• Aim of the task
Among the entries that follow, count the lines that contain the word "filename" and say how many there are, writing nothing else.
Task inputs Block Start
use chrono::{Duration, NaiveDateTime};
use serde::{Deserialize, Serialize};

pub type BusinessId = i64;

/// Spacing between two health checks of the same business.
pub const CNAME_CHECK_INTERVAL_SECS: i64 = 300;

/// Slack applied to the spacing so a job rescheduled exactly one interval
/// later is not skipped because of queue latency.
const CNAME_CHECK_GRACE_SECS: i64 = 30;

#[derive(Debug, Clone, Copy, Default, PartialEq, Eq, Serialize, Deserialize)]
#[serde(rename_all = "snake_case")]
pub enum BusinessStatus {
    #[default]
    Pending,
    Active,
    Inactive,
    Suspended,
    CnamePending,
    CnameMonitoring,
    CnameActive,
    CnameTimeout,
}

impl BusinessStatus {
    pub fn as_str(&self) -> &'static str {
        match self {
            BusinessStatus::Pending => "pending",
            BusinessStatus::Active => "active",
            BusinessStatus::Inactive => "inactive",
            BusinessStatus::Suspended => "suspended",
            BusinessStatus::CnamePending => "cname_pending",
            BusinessStatus::CnameMonitoring => "cname_monitoring",
            BusinessStatus::CnameActive => "cname_active",
            BusinessStatus::CnameTimeout => "cname_timeout",
        }
    }
}

impl std::fmt::Display for BusinessStatus {
    fn fmt(&self, f: &mut std::fmt::Formatter<'_>) -> std::fmt::Result {
        write!(f, "{}", self.as_str())
    }
}

impl std::str::FromStr for BusinessStatus {
    type Err = String;

    fn from_str(s: &str) -> Result<Self, Self::Err> {
        match s.to_lowercase().as_str() {
            "pending" => Ok(BusinessStatus::Pending),
            "active" => Ok(BusinessStatus::Active),
            "inactive" => Ok(BusinessStatus::Inactive),
            "suspended" => Ok(BusinessStatus::Suspended),
            "cname_pending" => Ok(BusinessStatus::CnamePending),
            "cname_monitoring" => Ok(BusinessStatus::CnameMonitoring),
            "cname_active" => Ok(BusinessStatus::CnameActive),
            "cname_timeout" => Ok(BusinessStatus::CnameTimeout),
            _ => Err(format!("Invalid business status: {}", s)),
        }
    }
}

#[derive(Debug, Clone, Copy, PartialEq, Eq, Serialize, Deserialize)]
#[serde(rename_all = "snake_case")]
pub enum HostType {
    Subdomain,
    CustomDomain,
}

impl HostType {
    pub fn as_str(&self) -> &'static str {
        match self {
            HostType::Subdomain => "subdomain",
            HostType::CustomDomain => "custom_domain",
        }
    }

    /// Unknown values fall back to `Subdomain`, which keeps the business out
    /// of every custom-domain flow.
    pub fn from_str(s: &str) -> Self {
        match s {
            "custom_domain" => HostType::CustomDomain,
            _ => HostType::Subdomain,
        }
    }
}

/// Which variant of a custom domain is primary for redirects and certificates.
#[derive(Debug, Clone, Copy, PartialEq, Eq, Serialize, Deserialize)]
#[serde(rename_all = "snake_case")]
pub enum CanonicalPreference {
    Apex,
    Www,
}

impl CanonicalPreference {
    pub fn as_str(&self) -> &'static str {
        match self {
            CanonicalPreference::Apex => "apex",
            CanonicalPreference::Www => "www",
        }
    }

    pub fn parse(s: &str) -> Option<Self> {
        match s {
            "apex" => Some(CanonicalPreference::Apex),
            "www" => Some(CanonicalPreference::Www),
            _ => None,
        }
    }
}

/// Row of the host application's `businesses` table, limited to the columns
/// domain monitoring reads or writes.
#[derive(Debug, Clone, Serialize)]
pub struct Business {
    pub id: BusinessId,
    pub name: String,
    pub hostname: Option<String>,
    pub host_type: HostType,
    pub status: BusinessStatus,
    pub canonical_preference: Option<CanonicalPreference>,
    pub cname_monitoring_active: bool,
    pub cname_check_attempts: i32,
    pub render_domain_added: bool,
    pub cname_last_checked_at: Option<NaiveDateTime>,
    pub created_at: Option<NaiveDateTime>,
    pub updated_at: Option<NaiveDateTime>,
}

impl Business {
    pub fn is_custom_domain(&self) -> bool {
        self.host_type == HostType::CustomDomain
    }

    /// The stored hostname, if it is not blank.
    pub fn custom_hostname(&self) -> Option<&str> {
        self.hostname
            .as_deref()
            .map(str::trim)
            .filter(|h| !h.is_empty())
    }

    pub fn cname_due_for_check(&self, now: NaiveDateTime) -> bool {
        self.next_check_due_in(now).is_none()
    }

    /// Time left until the business is due for another check, `None` when it
    /// is due already.
    pub fn next_check_due_in(&self, now: NaiveDateTime) -> Option<Duration> {
        let last_checked = self.cname_last_checked_at?;
        let spacing = Duration::seconds(CNAME_CHECK_INTERVAL_SECS - CNAME_CHECK_GRACE_SECS);
        let remaining = spacing - (now - last_checked);
        (remaining > Duration::zero()).then_some(remaining)
    }
}

/// Cutoff for the pending sweep: businesses last checked at or before this
/// instant are due.
pub fn cname_due_cutoff(now: NaiveDateTime) -> NaiveDateTime {
    now - Duration::seconds(CNAME_CHECK_INTERVAL_SECS - CNAME_CHECK_GRACE_SECS)
}
use async_trait::async_trait;
use serde::Serialize;
use thiserror::Error;

/// Failures talking to the hosting provider's custom-domain API.
#[derive(Debug, Error)]
pub enum RenderApiError {
    #[error("Render request failed: {0}")]
    Transport(String),

    #[error("Render API returned {status}: {message}")]
    Api { status: u16, message: String },

    #[error("Render response could not be parsed: {0}")]
    Decode(String),
}

impl RenderApiError {
    /// The domain already exists at the provider.
    pub fn is_conflict(&self) -> bool {
        matches!(self, RenderApiError::Api { status: 409, .. })
    }
}

/// A custom domain as registered at the hosting provider.
#[derive(Debug, Clone, PartialEq, Eq, Serialize)]
pub struct RenderDomain {
    pub id: String,
    pub name: String,
    pub verification_status: Option<String>,
}

/// Custom-domain management at the hosting provider.
#[async_trait]
pub trait DomainHostingProvider: Send + Sync {
    async fn find_domain_by_name(&self, name: &str) -> Result<Option<RenderDomain>, RenderApiError>;
    async fn add_domain(&self, name: &str) -> Result<RenderDomain, RenderApiError>;
    async fn remove_domain(&self, domain_id: &str) -> Result<(), RenderApiError>;
    async fn verify_domain(&self, domain_id: &str) -> Result<(), RenderApiError>;
}
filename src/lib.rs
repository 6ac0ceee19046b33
pub mod adapters;
pub mod application;
pub mod domain;
pub mod infra;

#[cfg(test)]
pub mod test_utils;

// Re-exports for shorter use statements.
pub use application::*;
pub use domain::*;
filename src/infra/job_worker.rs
use std::sync::Arc;
use std::time::Duration;

use tokio::sync::Semaphore;
use tokio::time::interval;
use tracing::{error, info, warn};

use crate::application::{
    ports::job_queue::{ClaimedJob, JobQueueRepo},
    use_cases::job_runner::DomainJobRunner,
};
use crate::domain::entities::domain_job::DomainJob;

const STALE_CHECK_INTERVAL_SECS: u64 = 60;
/// Claims older than this belong to a crashed worker.
const STALE_CLAIM_AFTER: Duration = Duration::from_secs(10 * 60);
const BATCH_SIZE: i64 = 20;
const MAX_CONCURRENT_JOBS: usize = 5;

const BACKOFF_BASE_SECS: u64 = 30;
const BACKOFF_CAP_SECS: u64 = 15 * 60;
const BACKOFF_JITTER_SECS: u64 = 10;

pub struct WorkerSettings {
    pub poll_interval: Duration,
    pub sweep_interval: Duration,
}

pub async fn run_job_worker_loop(
    queue: Arc<dyn JobQueueRepo>,
    runner: Arc<DomainJobRunner>,
    settings: WorkerSettings,
) {
    let mut poll_ticker = interval(settings.poll_interval);
    let mut stale_ticker = interval(Duration::from_secs(STALE_CHECK_INTERVAL_SECS));
    let mut sweep_ticker = interval(settings.sweep_interval);

    let semaphore = Arc::new(Semaphore::new(MAX_CONCURRENT_JOBS));

    info!(
        "Domain job worker started (polling every {}s, sweeping every {}s, max {} concurrent)",
        settings.poll_interval.as_secs(),
        settings.sweep_interval.as_secs(),
        MAX_CONCURRENT_JOBS
    );

    loop {
        tokio::select! {
            _ = poll_ticker.tick() => {
                process_batch(&queue, &runner, &semaphore).await;
            }
            _ = stale_ticker.tick() => {
                release_stale(queue.as_ref()).await;
            }
            _ = sweep_ticker.tick() => {
                sweep(&runner).await;
            }
        }
    }
}

/// Claim and run one batch of due jobs. Returns the number of jobs claimed.
pub async fn process_batch(
    queue: &Arc<dyn JobQueueRepo>,
    runner: &Arc<DomainJobRunner>,
    semaphore: &Arc<Semaphore>,
) -> usize {
    let jobs = match queue.claim_due_jobs(BATCH_SIZE).await {
        Ok(jobs) => jobs,
        Err(e) => {
            error!(error = %e, "Failed to claim due domain jobs");
            return 0;
        }
    };

    if jobs.is_empty() {
        return 0;
    }

    let count = jobs.len();
    info!(count, "Processing domain jobs");

    let mut handles = Vec::with_capacity(count);

    for job in jobs {
        let queue = Arc::clone(queue);
        let runner = Arc::clone(runner);
        let sem = Arc::clone(semaphore);

        handles.push(tokio::spawn(async move {
            let Ok(_permit) = sem.acquire().await else {
                return;
            };
            run_one(queue.as_ref(), &runner, job).await;
        }));
    }

    for handle in handles {
        if let Err(e) = handle.await {
            error!(error = %e, "Domain job task panicked");
        }
    }

    count
}

async fn run_one(queue: &dyn JobQueueRepo, runner: &DomainJobRunner, claimed: ClaimedJob) {
    let attempts = claimed.attempts.saturating_add(1);

    let job: DomainJob = match serde_json::from_value(claimed.payload.clone()) {
        Ok(job) => job,
        Err(e) => {
            error!(
                job_id = %claimed.id,
                job_type = %claimed.job_type,
                error = %e,
                "Undecodable job payload"
            );
            record_failure(queue, &claimed, attempts, &format!("invalid payload: {e}"), None).await;
            return;
        }
    };

    match runner.run(&job).await {
        Ok(()) => {
            if let Err(e) = queue.mark_succeeded(claimed.id).await {
                error!(job_id = %claimed.id, error = %e, "Failed to mark job succeeded");
            }
        }
        Err(e) => {
            let retry_in = (attempts < claimed.max_attempts).then(|| calculate_backoff_delay(claimed.attempts));
            warn!(
                job_id = %claimed.id,
                job_type = %claimed.job_type,
                business_id = job.business_id(),
                attempts,
                max_attempts = claimed.max_attempts,
                retry_in_secs = retry_in.map(|d| d.as_secs()),
                error = %e,
                "Domain job failed"
            );
            record_failure(queue, &claimed, attempts, &e.to_string(), retry_in).await;
        }
    }
}

async fn record_failure(
    queue: &dyn JobQueueRepo,
    claimed: &ClaimedJob,
    attempts: i32,
    error: &str,
    retry_in: Option<Duration>,
) {
    if let Err(e) = queue.mark_failed(claimed.id, attempts, error, retry_in).await {
        error!(job_id = %claimed.id, error = %e, "Failed to record job failure");
    }
}

async fn release_stale(queue: &dyn JobQueueRepo) {
    match queue.release_stale_jobs(STALE_CLAIM_AFTER).await {
        Ok(count) if count > 0 => {
            warn!(count, "Released stale domain job claims");
        }
        Ok(_) => {}
        Err(e) => {
            error!(error = %e, "Failed to release stale domain jobs");
        }
    }
}

async fn sweep(runner: &DomainJobRunner) {
    if let Err(e) = runner.monitoring().monitor_all_pending().await {
        error!(error = %e, "Monitoring sweep failed");
    }
}

/// Delay before retrying a failed job: 30s doubled per previous attempt,
/// capped at 15 minutes, plus up to 10s jitter.
pub fn calculate_backoff_delay(previous_attempts: i32) -> Duration {
    let exponent = previous_attempts.clamp(0, 16) as u32;
    let exponential = BACKOFF_BASE_SECS.saturating_mul(2u64.saturating_pow(exponent));
    let capped = exponential.min(BACKOFF_CAP_SECS);
    let jitter = rand::random::<u64>() % (BACKOFF_JITTER_SECS + 1);
    Duration::from_secs(capped + jitter)
}
pub mod certificate_retry;
pub mod domain_monitoring;
pub mod domain_rebuild;
pub mod domain_verification;
pub mod job_runner;
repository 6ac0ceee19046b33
use crate::{adapters::persistence::PostgresPersistence, infra::db::init_db};

pub mod app;
pub mod config;
pub mod db;
pub mod http_client;
pub mod job_worker;
pub mod setup;

pub async fn postgres_persistence(database_url: &str) -> anyhow::Result<PostgresPersistence> {
    let pool = init_db(database_url).await?;
    let persistence = PostgresPersistence::new(pool);
    Ok(persistence)
}
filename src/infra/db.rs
use sqlx::{PgPool, postgres::PgPoolOptions};
use tracing::info;

pub async fn init_db(database_url: &str) -> anyhow::Result<PgPool> {
    let pool = PgPoolOptions::new()
        .max_connections(5)
        .connect(database_url)
        .await
        .map_err(|e| {
            anyhow::anyhow!("Postgres connection failed (check DATABASE_URL/password): {e}")
        })?;

    info!("Connected to database!");

    sqlx::migrate!("./migrations")
        .run(&pool)
        .await
        .map_err(|e| anyhow::anyhow!("Database migration failed: {e}"))?;

    info!("Migrations applied");
    Ok(pool)
}
use async_trait::async_trait;
use chrono::NaiveDateTime;
use sqlx::Row;

use crate::{
    adapters::persistence::PostgresPersistence,
    app_error::{AppError, AppResult},
    domain::entities::business::{Business, BusinessId, CanonicalPreference, HostType},
    use_cases::domain_monitoring::{BusinessRepo, CheckUpdate},
};

const SELECT_COLS: &str = r#"
    id, name, hostname, host_type, status, canonical_preference,
    cname_monitoring_active, cname_check_attempts, render_domain_added,
    cname_last_checked_at, created_at, updated_at
"#;

fn row_to_business(row: sqlx::postgres::PgRow) -> Business {
    let status: String = row.get("status");
    let host_type: Option<String> = row.get("host_type");
    let canonical_preference: Option<String> = row.get("canonical_preference");

    Business {
        id: row.get("id"),
        name: row.get("name"),
        hostname: row.get("hostname"),
        host_type: HostType::from_str(host_type.as_deref().unwrap_or_default()),
        status: status.parse().unwrap_or_else(|e| {
            tracing::warn!(error = %e, "Unknown business status, treating as pending");
            Default::default()
        }),
        canonical_preference: canonical_preference
            .as_deref()
            .and_then(CanonicalPreference::parse),
        cname_monitoring_active: row.get("cname_monitoring_active"),
        cname_check_attempts: row.get("cname_check_attempts"),
        render_domain_added: row.get("render_domain_added"),
        cname_last_checked_at: row.get("cname_last_checked_at"),
        created_at: row.get("created_at"),
        updated_at: row.get("updated_at"),
    }
}

#[async_trait]
impl BusinessRepo for PostgresPersistence {
    async fn get_by_id(&self, business_id: BusinessId) -> AppResult<Option<Business>> {
        let row = sqlx::query(&format!("SELECT {} FROM businesses WHERE id = $1", SELECT_COLS))
            .bind(business_id)
            .fetch_optional(self.pool())
            .await
            .map_err(AppError::from)?;
        Ok(row.map(row_to_business))
    }

    async fn record_check(&self, business_id: BusinessId, update: &CheckUpdate) -> AppResult<Business> {
        let row = sqlx::query(&format!(
            r#"
            UPDATE businesses
            SET cname_check_attempts = $2,
                status = $3,
                cname_monitoring_active = $4,
                cname_last_checked_at = $5,
                updated_at = NOW()
            WHERE id = $1
            RETURNING {}
            "#,
            SELECT_COLS
        ))
        .bind(business_id)
        .bind(update.attempts)
        .bind(update.status.as_str())
        .bind(update.monitoring_active)
        .bind(update.checked_at)
        .fetch_one(self.pool())
        .await
        .map_err(AppError::from)?;
        Ok(row_to_business(row))
    }

    async fn set_monitoring_active(&self, business_id: BusinessId, active: bool) -> AppResult<Business> {
        let row = sqlx::query(&format!(
            r#"
            UPDATE businesses
            SET cname_monitoring_active = $2, updated_at = NOW()
            WHERE id = $1
            RETURNING {}
            "#,
            SELECT_COLS
        ))
        .bind(business_id)
        .bind(active)
        .fetch_one(self.pool())
        .await
        .map_err(AppError::from)?;
        Ok(row_to_business(row))
    }

    async fn restart_monitoring(&self, business_id: BusinessId) -> AppResult<Business> {
        let row = sqlx::query(&format!(
            r#"
            UPDATE businesses
            SET status = 'cname_monitoring',
                cname_check_attempts = 0,
                cname_monitoring_active = TRUE,
                cname_last_checked_at = NULL,
                updated_at = NOW()
            WHERE id = $1
            RETURNING {}
            "#,
            SELECT_COLS
        ))
        .bind(business_id)
        .fetch_one(self.pool())
        .await
        .map_err(AppError::from)?;
        Ok(row_to_business(row))
    }

    async fn set_render_domain_added(&self, business_id: BusinessId, added: bool) -> AppResult<Business> {
        let row = sqlx::query(&format!(
            r#"
            UPDATE businesses
            SET render_domain_added = $2, updated_at = NOW()
            WHERE id = $1
            RETURNING {}
            "#,
            SELECT_COLS
        ))
        .bind(business_id)
        .bind(added)
        .fetch_one(self.pool())
        .await
        .map_err(AppError::from)?;
        Ok(row_to_business(row))
    }

    async fn list_due_for_monitoring(
        &self,
        checked_before: NaiveDateTime,
        max_attempts: i32,
    ) -> AppResult<Vec<Business>> {
        let rows = sqlx::query(&format!(
            r#"
            SELECT {} FROM businesses
            WHERE status = 'cname_monitoring'
              AND cname_monitoring_active
              AND cname_check_attempts < $2
              AND host_type = 'custom_domain'
              AND btrim(coalesce(hostname, '')) <> ''
              AND (cname_last_checked_at IS NULL OR cname_last_checked_at <= $1)
            ORDER BY id
            "#,
            SELECT_COLS
        ))
        .bind(checked_before)
        .bind(max_attempts)
        .fetch_all(self.pool())
        .await
        .map_err(AppError::from)?;
        Ok(rows.into_iter().map(row_to_business).collect())
    }
}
Task inputs Block End
• Result
3